Audit event webhooks

Forward every Cavalry audit event to a SIEM or internal automation. The worker delivers asynchronously with HMAC-SHA256 signatures and retries failed deliveries with exponential backoff.

Adding a webhook

1. Open /[org]/settings/integrations.
2. Click Add webhook. Pick a format (generic, splunk, or datadog), paste the destination URL, and generate a shared secret.
3. Optionally set action filters as space-separated globs (e.g. skill.* approval.*).

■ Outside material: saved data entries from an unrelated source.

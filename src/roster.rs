//! Student roster: ordered, duplicate-free student ids.

use crate::error::{LedgerError, LedgerResult};
use rusqlite::{Connection, OptionalExtension};
use tracing::info;

#[derive(Debug, Clone, Default, PartialEq, Eq)]
pub struct StudentRoster {
    ids: Vec<String>,
}

impl StudentRoster {
    pub fn new() -> Self {
        Self::default()
    }

    pub fn ids(&self) -> &[String] {
        &self.ids
    }

    pub fn contains(&self, id: &str) -> bool {
        self.ids.iter().any(|s| s == id)
    }

    pub fn add(&mut self, id: &str) -> LedgerResult<()> {
        let id = clean_id(id)?;
        if self.contains(&id) {
            return Err(LedgerError::validation(format!(
                "student id {:?} already exists",
                id
            )));
        }
        self.ids.push(id);
        Ok(())
    }

    /// Replaces `old` with `new` in place.
    pub fn rename(&mut self, old: &str, new: &str) -> LedgerResult<()> {
        let new = clean_id(new)?;
        let Some(pos) = self.ids.iter().position(|s| s == old.trim()) else {
            return Err(LedgerError::validation(format!(
                "student id {:?} not found",
                old
            )));
        };
        if self.ids[pos] == new {
            return Ok(());
        }
        if self.contains(&new) {
            return Err(LedgerError::validation(format!(
                "student id {:?} already exists",
                new
            )));
        }
        self.ids[pos] = new;
        Ok(())
    }

    pub fn remove(&mut self, id: &str) -> LedgerResult<()> {
        let Some(pos) = self.ids.iter().position(|s| s == id.trim()) else {
            return Err(LedgerError::validation(format!(
                "student id {:?} not found",
                id
            )));
        };
        self.ids.remove(pos);
        Ok(())
    }

    /// Appends ids not yet present, in order; returns how many were new.
    pub fn merge<I, S>(&mut self, incoming: I) -> usize
    where
        I: IntoIterator<Item = S>,
        S: AsRef<str>,
    {
        let mut added = 0;
        for id in incoming {
            let id = id.as_ref().trim();
            if id.is_empty() || self.contains(id) {
                continue;
            }
            self.ids.push(id.to_string());
            added += 1;
        }
        added
    }
}

impl<S: Into<String>> FromIterator<S> for StudentRoster {
    fn from_iter<T: IntoIterator<Item = S>>(iter: T) -> Self {
        let mut roster = StudentRoster::new();
        for id in iter {
            let id: String = id.into();
            roster.merge([id]);
        }
        roster
    }
}

fn clean_id(id: &str) -> LedgerResult<String> {
    let t = id.trim();
    if t.is_empty() {
        return Err(LedgerError::validation("student id must not be empty"));
    }
    Ok(t.to_string())
}

pub fn load(conn: &Connection) -> LedgerResult<StudentRoster> {
    let mut stmt = conn.prepare("SELECT student_id FROM students ORDER BY sort_order, rowid")?;
    let ids = stmt
        .query_map([], |r| r.get::<_, String>(0))?
        .collect::<Result<Vec<_>, _>>()?;
    Ok(StudentRoster { ids })
}

/// Rewrites the stored roster to match `roster` exactly.
fn store(conn: &Connection, roster: &StudentRoster) -> rusqlite::Result<()> {
    conn.execute("DELETE FROM students", [])?;
    let mut stmt = conn.prepare("INSERT INTO students(student_id, sort_order) VALUES(?, ?)")?;
    for (i, id) in roster.ids.iter().enumerate() {
        stmt.execute((id, i as i64))?;
    }
    Ok(())
}

fn mutate(
    conn: &Connection,
    f: impl FnOnce(&mut StudentRoster) -> LedgerResult<()>,
) -> LedgerResult<StudentRoster> {
    let tx = conn.unchecked_transaction()?;
    let mut roster = load(&tx)?;
    f(&mut roster)?;
    store(&tx, &roster)?;
    tx.commit()?;
    Ok(roster)
}

pub fn add(conn: &Connection, id: &str) -> LedgerResult<StudentRoster> {
    let roster = mutate(conn, |r| r.add(id))?;
    info!(student = id.trim(), "student added");
    Ok(roster)
}

pub fn rename(conn: &Connection, old: &str, new: &str) -> LedgerResult<StudentRoster> {
    let roster = mutate(conn, |r| r.rename(old, new))?;
    info!(from = old.trim(), to = new.trim(), "student renamed");
    Ok(roster)
}

pub fn remove(conn: &Connection, id: &str) -> LedgerResult<StudentRoster> {
    let roster = mutate(conn, |r| r.remove(id))?;
    info!(student = id.trim(), "student removed");
    Ok(roster)
}

/// Appends ids missing from the stored roster, keeping source order.
/// Callers own the transaction.
pub(crate) fn append_missing(conn: &Connection, ids: &[String]) -> rusqlite::Result<usize> {
    let mut next: i64 = conn.query_row(
        "SELECT COALESCE(MAX(sort_order), -1) + 1 FROM students",
        [],
        |r| r.get(0),
    )?;
    let mut added = 0;
    for id in ids {
        let exists = conn
            .query_row("SELECT 1 FROM students WHERE student_id = ?", [id], |r| {
                r.get::<_, i64>(0)
            })
            .optional()?
            .is_some();
        if exists {
            continue;
        }
        conn.execute(
            "INSERT INTO students(student_id, sort_order) VALUES(?, ?)",
            (id, next),
        )?;
        next += 1;
        added += 1;
    }
    Ok(added)
}
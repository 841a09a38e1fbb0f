//! Submission log: append-only attendance records.

use crate::dates::{format_date, parse_date};
use crate::error::{LedgerError, LedgerResult};
use anyhow::Context;
use chrono::NaiveDate;
use rusqlite::types::Type;
use rusqlite::Connection;
use std::collections::HashMap;
use std::fmt;
use std::path::Path;
use std::str::FromStr;
use tracing::info;

#[derive(Debug, Clone, Copy, PartialEq, Eq, Hash)]
pub enum AttendanceStatus {
    Present,
    Absent,
}

impl AttendanceStatus {
    pub fn as_str(self) -> &'static str {
        match self {
            AttendanceStatus::Present => "Present",
            AttendanceStatus::Absent => "Absent",
        }
    }
}

impl fmt::Display for AttendanceStatus {
    fn fmt(&self, f: &mut fmt::Formatter<'_>) -> fmt::Result {
        f.write_str(self.as_str())
    }
}

impl FromStr for AttendanceStatus {
    type Err = LedgerError;

    fn from_str(s: &str) -> Result<Self, Self::Err> {
        match s.trim().to_ascii_lowercase().as_str() {
            "present" => Ok(AttendanceStatus::Present),
            "absent" => Ok(AttendanceStatus::Absent),
            _ => Err(LedgerError::validation(format!(
                "status must be Present or Absent, got {:?}",
                s
            ))),
        }
    }
}

#[derive(Debug, Clone, PartialEq, Eq)]
pub struct SubmissionRecord {
    pub date: NaiveDate,
    /// Lesson name at the time of submission; not kept in sync with renames.
    pub lesson: String,
    pub weekday: String,
    pub period: String,
    pub student_id: String,
    pub status: AttendanceStatus,
}

/// Destination for finalized batches.
pub trait SubmissionSink {
    /// Persists the whole batch or nothing.
    fn append(&mut self, records: &[SubmissionRecord]) -> LedgerResult<()>;
}

impl SubmissionSink for Connection {
    fn append(&mut self, records: &[SubmissionRecord]) -> LedgerResult<()> {
        append(self, records)
    }
}

impl SubmissionSink for &Connection {
    fn append(&mut self, records: &[SubmissionRecord]) -> LedgerResult<()> {
        append(*self, records)
    }
}

pub(crate) fn insert_all(conn: &Connection, records: &[SubmissionRecord]) -> rusqlite::Result<()> {
    let mut stmt = conn.prepare(
        "INSERT INTO submissions(date, lesson, weekday, period, student_id, status)
         VALUES(?, ?, ?, ?, ?, ?)",
    )?;
    for r in records {
        stmt.execute((
            format_date(r.date),
            &r.lesson,
            &r.weekday,
            &r.period,
            &r.student_id,
            r.status.as_str(),
        ))?;
    }
    Ok(())
}

pub fn append(conn: &Connection, records: &[SubmissionRecord]) -> LedgerResult<()> {
    if records.is_empty() {
        return Ok(());
    }
    let tx = conn.unchecked_transaction()?;
    insert_all(&tx, records)?;
    tx.commit()?;
    info!(rows = records.len(), "submissions appended");
    Ok(())
}

pub fn all(conn: &Connection) -> LedgerResult<Vec<SubmissionRecord>> {
    let mut stmt = conn.prepare(
        "SELECT date, lesson, weekday, period, student_id, status
         FROM submissions
         ORDER BY id",
    )?;
    let records = stmt
        .query_map([], |row| {
            let raw_date: String = row.get(0)?;
            let date = parse_date(&raw_date).ok_or_else(|| {
                rusqlite::Error::FromSqlConversionFailure(
                    0,
                    Type::Text,
                    format!("unparseable date {:?}", raw_date).into(),
                )
            })?;
            let raw_status: String = row.get(5)?;
            let status = raw_status.parse::<AttendanceStatus>().map_err(|e| {
                rusqlite::Error::FromSqlConversionFailure(5, Type::Text, e.to_string().into())
            })?;
            Ok(SubmissionRecord {
                date,
                lesson: row.get(1)?,
                weekday: row.get(2)?,
                period: row.get(3)?,
                student_id: row.get(4)?,
                status,
            })
        })?
        .collect::<Result<Vec<_>, _>>()?;
    Ok(records)
}

pub fn count(conn: &Connection) -> LedgerResult<i64> {
    Ok(conn.query_row("SELECT COUNT(*) FROM submissions", [], |r| r.get(0))?)
}

/// One lesson instance as seen in the log.
#[derive(Debug, Clone, PartialEq, Eq)]
pub struct SessionSummary {
    pub date: NaiveDate,
    pub lesson: String,
    pub weekday: String,
    pub period: String,
    pub present: Vec<String>,
    pub absent: Vec<String>,
}

impl SessionSummary {
    pub fn full_presence(&self) -> bool {
        self.absent.is_empty()
    }
}

/// Groups records by (date, lesson, weekday, period) in first-appearance order.
pub fn summarize(records: &[SubmissionRecord]) -> Vec<SessionSummary> {
    let mut out: Vec<SessionSummary> = Vec::new();
    let mut index: HashMap<(NaiveDate, &str, &str, &str), usize> = HashMap::new();
    for r in records {
        let key = (r.date, r.lesson.as_str(), r.weekday.as_str(), r.period.as_str());
        let slot = *index.entry(key).or_insert_with(|| {
            out.push(SessionSummary {
                date: r.date,
                lesson: r.lesson.clone(),
                weekday: r.weekday.clone(),
                period: r.period.clone(),
                present: Vec::new(),
                absent: Vec::new(),
            });
            out.len() - 1
        });
        match r.status {
            AttendanceStatus::Present => out[slot].present.push(r.student_id.clone()),
            AttendanceStatus::Absent => out[slot].absent.push(r.student_id.clone()),
        }
    }
    out
}

pub(crate) fn csv_quote(s: &str) -> String {
    if s.contains(',') || s.contains('"') || s.contains('\n') || s.contains('\r') {
        format!("\"{}\"", s.replace('"', "\"\""))
    } else {
        s.to_string()
    }
}

pub const EXPORT_HEADER: &str = "Date,Lesson,Day,Period,Student ID,Status";

/// Writes every record to `out` as CSV; returns the number of data rows.
pub fn export_csv(conn: &Connection, out: &Path) -> anyhow::Result<usize> {
    let records = all(conn).context("failed to read submissions")?;
    let mut csv = String::from(EXPORT_HEADER);
    csv.push('\n');
    for r in &records {
        csv.push_str(&format!(
            "{},{},{},{},{},{}\n",
            format_date(r.date),
            csv_quote(&r.lesson),
            csv_quote(&r.weekday),
            csv_quote(&r.period),
            csv_quote(&r.student_id),
            r.status.as_str()
        ));
    }
    if let Some(parent) = out.parent() {
        if !parent.as_os_str().is_empty() {
            std::fs::create_dir_all(parent).with_context(|| {
                format!("failed to create directory {}", parent.to_string_lossy())
            })?;
        }
    }
    std::fs::write(out, csv)
        .with_context(|| format!("failed to write {}", out.to_string_lossy()))?;
    info!(rows = records.len(), path = %out.to_string_lossy(), "submissions exported");
    Ok(records.len())
}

Empty = deliver everything.

Payload shapes

Generic

{ "event": { ...fields } }

Splunk HEC

{
  "time": 1744200000,
  "host": "cavalry",
  "source": "cavalry",
  "sourcetype": "cavalry:skill.installed",
  "event": { ...fields }
}

Datadog logs

{
  "ddsource": "cavalry",
  "service": "cavalry",
  "ddtags": "org:org_abc,action:skill.installed,actor:user",
  "message": "skill.installed skill_version:sv_abc",
  "event": { ...fields }
}

Verifying deliveries

Each request carries:

• X-Cavalry-Signature: sha256=<hex> — HMAC-SHA256 over the exact bytes of the request body
• X-Cavalry-Delivery-Id — delivery row id (dedupe if you want to)
• X-Cavalry-Event-Id — audit event id
• X-Cavalry-Event-Action — the action literal

Verify by recomputing sha256 of the raw body with your stored secret. Constant-time compare required (Cavalry does this for inbound webhook handlers too).

Retry policy

Up to 5 attempts with a backoff of 0 · 30s · 2m · 10m · 60m. Each retry inserts a new audit_webhook_deliveries row so the history is append-only.